* **Given records**
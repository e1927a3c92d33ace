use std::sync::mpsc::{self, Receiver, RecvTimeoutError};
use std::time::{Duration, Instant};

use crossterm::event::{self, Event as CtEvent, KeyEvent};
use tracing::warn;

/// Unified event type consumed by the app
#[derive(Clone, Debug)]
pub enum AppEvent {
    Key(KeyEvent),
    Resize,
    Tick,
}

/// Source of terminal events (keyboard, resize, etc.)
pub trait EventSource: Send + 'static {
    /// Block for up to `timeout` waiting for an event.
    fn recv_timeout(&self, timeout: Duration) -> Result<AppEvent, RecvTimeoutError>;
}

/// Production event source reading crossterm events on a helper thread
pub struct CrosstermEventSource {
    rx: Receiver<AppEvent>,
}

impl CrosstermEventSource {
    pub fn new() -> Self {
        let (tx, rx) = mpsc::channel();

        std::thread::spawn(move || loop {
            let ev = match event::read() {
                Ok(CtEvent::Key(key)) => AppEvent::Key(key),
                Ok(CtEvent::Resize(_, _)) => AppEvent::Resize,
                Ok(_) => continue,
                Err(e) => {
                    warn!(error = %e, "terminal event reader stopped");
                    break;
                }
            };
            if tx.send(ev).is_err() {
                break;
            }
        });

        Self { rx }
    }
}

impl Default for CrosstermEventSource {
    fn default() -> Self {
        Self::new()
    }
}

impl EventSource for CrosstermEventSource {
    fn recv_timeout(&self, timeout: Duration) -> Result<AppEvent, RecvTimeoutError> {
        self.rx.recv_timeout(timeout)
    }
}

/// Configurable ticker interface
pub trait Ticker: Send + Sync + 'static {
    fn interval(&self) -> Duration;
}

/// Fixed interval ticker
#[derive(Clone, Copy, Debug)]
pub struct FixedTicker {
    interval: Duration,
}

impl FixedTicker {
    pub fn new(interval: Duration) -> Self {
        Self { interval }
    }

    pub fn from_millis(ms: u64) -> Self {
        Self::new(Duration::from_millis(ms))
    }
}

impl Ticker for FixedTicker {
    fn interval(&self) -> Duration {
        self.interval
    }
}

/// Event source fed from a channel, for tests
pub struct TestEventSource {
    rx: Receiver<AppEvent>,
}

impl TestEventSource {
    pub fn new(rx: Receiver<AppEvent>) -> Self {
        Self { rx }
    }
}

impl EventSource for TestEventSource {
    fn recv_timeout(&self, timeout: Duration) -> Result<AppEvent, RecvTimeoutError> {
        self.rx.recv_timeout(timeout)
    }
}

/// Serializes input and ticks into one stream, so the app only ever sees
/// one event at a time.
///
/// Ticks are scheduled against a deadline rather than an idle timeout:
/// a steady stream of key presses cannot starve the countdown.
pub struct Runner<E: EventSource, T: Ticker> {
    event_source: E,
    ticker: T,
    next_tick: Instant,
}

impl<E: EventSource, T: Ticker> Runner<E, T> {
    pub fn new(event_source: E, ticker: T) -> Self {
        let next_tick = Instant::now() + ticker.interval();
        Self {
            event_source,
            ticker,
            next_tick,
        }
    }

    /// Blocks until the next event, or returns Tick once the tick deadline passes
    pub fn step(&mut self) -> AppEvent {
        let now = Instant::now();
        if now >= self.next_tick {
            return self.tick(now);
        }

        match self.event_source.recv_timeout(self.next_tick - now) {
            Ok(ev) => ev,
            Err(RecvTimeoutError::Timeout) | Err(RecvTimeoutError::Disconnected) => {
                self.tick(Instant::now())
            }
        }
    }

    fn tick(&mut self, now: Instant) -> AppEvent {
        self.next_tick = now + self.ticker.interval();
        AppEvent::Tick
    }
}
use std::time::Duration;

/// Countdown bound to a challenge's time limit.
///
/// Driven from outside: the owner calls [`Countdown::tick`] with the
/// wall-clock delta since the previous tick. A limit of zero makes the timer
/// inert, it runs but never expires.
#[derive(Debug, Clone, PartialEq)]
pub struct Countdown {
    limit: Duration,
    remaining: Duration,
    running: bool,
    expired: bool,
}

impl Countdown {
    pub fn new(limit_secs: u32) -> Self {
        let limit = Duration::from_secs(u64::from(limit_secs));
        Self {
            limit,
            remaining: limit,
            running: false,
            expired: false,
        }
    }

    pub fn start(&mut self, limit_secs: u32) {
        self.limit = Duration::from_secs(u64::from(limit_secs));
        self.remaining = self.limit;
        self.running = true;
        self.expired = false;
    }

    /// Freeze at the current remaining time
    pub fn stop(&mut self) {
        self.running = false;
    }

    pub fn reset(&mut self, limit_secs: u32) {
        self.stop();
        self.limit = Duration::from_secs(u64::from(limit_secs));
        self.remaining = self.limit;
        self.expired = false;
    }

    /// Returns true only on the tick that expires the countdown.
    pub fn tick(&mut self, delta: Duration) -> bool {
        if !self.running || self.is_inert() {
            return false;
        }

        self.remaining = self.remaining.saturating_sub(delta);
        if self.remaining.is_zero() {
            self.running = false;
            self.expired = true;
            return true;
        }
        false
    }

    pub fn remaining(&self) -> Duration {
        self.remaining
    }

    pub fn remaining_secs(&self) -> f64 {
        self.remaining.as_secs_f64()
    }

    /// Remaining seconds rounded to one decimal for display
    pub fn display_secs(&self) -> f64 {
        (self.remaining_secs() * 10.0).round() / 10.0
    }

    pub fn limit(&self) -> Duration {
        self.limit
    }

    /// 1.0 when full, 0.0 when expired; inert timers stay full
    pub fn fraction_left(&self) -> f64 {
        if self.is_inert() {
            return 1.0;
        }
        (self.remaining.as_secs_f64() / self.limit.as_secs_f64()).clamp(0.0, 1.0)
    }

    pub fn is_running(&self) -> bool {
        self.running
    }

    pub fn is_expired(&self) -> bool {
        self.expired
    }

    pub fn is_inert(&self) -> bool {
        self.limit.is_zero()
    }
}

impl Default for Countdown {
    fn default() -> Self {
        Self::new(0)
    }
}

* * *

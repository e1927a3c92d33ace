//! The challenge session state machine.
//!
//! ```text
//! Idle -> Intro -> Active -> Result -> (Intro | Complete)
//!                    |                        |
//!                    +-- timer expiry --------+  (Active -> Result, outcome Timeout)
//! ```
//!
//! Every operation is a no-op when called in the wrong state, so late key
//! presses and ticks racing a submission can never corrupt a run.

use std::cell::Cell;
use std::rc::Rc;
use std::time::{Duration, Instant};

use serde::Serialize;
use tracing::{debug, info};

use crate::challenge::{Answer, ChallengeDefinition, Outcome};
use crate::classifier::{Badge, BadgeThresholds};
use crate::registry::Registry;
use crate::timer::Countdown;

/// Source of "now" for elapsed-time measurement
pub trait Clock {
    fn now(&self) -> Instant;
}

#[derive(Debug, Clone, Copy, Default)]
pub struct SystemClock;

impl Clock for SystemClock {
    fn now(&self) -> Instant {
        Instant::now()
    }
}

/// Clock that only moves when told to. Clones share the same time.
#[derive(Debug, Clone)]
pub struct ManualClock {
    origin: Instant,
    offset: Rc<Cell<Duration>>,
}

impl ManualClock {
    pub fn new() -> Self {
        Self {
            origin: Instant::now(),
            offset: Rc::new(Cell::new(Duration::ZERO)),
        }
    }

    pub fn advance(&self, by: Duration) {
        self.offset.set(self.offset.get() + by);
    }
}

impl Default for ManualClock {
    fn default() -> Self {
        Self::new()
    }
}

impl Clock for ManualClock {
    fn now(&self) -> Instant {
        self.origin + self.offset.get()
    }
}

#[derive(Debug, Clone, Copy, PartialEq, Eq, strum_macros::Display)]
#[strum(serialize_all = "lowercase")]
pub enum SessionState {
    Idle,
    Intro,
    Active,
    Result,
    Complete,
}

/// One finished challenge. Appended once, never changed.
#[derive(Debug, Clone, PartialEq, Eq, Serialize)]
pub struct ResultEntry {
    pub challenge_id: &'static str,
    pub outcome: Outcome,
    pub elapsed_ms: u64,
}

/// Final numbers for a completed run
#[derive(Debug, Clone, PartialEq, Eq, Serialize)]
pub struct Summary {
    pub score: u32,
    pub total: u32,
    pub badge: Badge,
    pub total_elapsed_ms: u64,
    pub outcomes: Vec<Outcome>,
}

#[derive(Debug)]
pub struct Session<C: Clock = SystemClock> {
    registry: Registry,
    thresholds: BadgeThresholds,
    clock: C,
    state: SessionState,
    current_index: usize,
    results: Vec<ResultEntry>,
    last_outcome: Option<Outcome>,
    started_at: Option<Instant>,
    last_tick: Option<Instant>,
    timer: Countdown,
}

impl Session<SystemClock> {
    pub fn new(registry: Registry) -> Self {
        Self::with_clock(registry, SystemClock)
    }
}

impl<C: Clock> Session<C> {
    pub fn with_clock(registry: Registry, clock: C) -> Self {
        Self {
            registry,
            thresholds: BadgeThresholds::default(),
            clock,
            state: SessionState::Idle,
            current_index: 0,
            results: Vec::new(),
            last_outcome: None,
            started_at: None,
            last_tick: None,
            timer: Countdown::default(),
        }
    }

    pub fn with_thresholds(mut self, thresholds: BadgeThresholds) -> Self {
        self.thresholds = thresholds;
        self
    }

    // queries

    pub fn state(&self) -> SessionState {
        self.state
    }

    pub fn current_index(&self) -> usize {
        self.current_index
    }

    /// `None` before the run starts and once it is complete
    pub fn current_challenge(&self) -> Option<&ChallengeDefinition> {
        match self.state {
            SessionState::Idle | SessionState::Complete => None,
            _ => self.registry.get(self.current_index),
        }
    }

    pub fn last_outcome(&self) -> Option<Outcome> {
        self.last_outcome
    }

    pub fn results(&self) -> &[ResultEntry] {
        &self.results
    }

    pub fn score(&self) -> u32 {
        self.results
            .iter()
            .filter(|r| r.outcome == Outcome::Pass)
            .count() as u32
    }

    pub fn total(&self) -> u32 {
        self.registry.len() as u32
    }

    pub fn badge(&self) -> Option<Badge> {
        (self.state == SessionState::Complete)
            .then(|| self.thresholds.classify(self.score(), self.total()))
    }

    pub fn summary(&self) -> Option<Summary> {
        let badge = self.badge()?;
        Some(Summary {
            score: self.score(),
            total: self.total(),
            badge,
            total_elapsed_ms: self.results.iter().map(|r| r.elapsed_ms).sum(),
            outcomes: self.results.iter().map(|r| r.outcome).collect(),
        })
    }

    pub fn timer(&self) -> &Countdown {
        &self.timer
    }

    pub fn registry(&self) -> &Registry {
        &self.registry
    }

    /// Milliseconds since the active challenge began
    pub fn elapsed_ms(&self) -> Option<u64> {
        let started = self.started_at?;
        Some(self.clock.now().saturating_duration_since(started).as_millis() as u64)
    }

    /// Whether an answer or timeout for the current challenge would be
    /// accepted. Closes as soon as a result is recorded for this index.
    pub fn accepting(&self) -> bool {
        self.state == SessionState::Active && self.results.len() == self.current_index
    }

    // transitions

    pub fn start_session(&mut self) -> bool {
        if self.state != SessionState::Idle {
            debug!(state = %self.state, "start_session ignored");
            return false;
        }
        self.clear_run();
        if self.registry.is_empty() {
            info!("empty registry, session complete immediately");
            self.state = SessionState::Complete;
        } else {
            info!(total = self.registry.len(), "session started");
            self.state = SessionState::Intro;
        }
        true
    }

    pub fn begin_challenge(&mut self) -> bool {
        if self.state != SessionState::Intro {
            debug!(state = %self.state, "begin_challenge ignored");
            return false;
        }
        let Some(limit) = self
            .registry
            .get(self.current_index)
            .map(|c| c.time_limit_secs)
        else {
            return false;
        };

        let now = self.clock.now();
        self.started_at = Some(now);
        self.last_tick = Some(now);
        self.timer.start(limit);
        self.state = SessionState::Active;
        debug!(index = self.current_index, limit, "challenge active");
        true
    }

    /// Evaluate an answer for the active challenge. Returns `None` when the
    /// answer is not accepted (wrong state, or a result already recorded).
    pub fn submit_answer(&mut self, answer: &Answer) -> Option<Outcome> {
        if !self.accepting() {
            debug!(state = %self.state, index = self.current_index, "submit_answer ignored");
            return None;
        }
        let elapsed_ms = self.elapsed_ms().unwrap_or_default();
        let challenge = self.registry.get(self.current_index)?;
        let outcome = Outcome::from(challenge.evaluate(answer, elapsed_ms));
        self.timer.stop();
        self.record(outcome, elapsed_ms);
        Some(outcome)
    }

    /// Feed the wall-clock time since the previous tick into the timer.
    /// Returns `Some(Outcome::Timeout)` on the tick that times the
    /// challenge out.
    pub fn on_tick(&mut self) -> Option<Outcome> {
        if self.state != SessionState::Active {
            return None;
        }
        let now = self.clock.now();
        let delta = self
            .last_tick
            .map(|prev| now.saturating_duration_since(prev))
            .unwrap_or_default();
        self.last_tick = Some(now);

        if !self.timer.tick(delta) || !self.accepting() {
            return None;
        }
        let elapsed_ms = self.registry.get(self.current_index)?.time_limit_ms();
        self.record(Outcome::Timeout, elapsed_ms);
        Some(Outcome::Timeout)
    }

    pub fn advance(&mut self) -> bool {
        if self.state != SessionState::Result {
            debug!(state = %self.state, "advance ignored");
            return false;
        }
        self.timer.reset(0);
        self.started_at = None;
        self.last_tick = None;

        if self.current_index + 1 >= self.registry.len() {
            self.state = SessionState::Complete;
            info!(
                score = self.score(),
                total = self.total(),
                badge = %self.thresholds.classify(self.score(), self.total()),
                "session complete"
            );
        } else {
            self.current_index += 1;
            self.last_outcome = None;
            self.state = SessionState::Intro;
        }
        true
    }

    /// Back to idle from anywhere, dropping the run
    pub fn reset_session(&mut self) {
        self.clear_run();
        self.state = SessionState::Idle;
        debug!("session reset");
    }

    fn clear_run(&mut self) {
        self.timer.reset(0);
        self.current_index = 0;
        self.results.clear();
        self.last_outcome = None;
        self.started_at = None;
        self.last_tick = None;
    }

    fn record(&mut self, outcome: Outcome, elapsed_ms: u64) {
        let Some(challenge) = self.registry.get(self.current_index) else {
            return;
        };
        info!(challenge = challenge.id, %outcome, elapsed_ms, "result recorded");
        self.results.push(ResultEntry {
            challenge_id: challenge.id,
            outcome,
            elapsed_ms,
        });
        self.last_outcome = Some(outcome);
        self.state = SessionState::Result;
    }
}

* **The task**
Search the entries for the word "trait" and gather every line where it appears.

* **Exercise output**
pub trait EventSource: Send + 'static {
pub trait Ticker: Send + Sync + 'static {
pub trait Clock {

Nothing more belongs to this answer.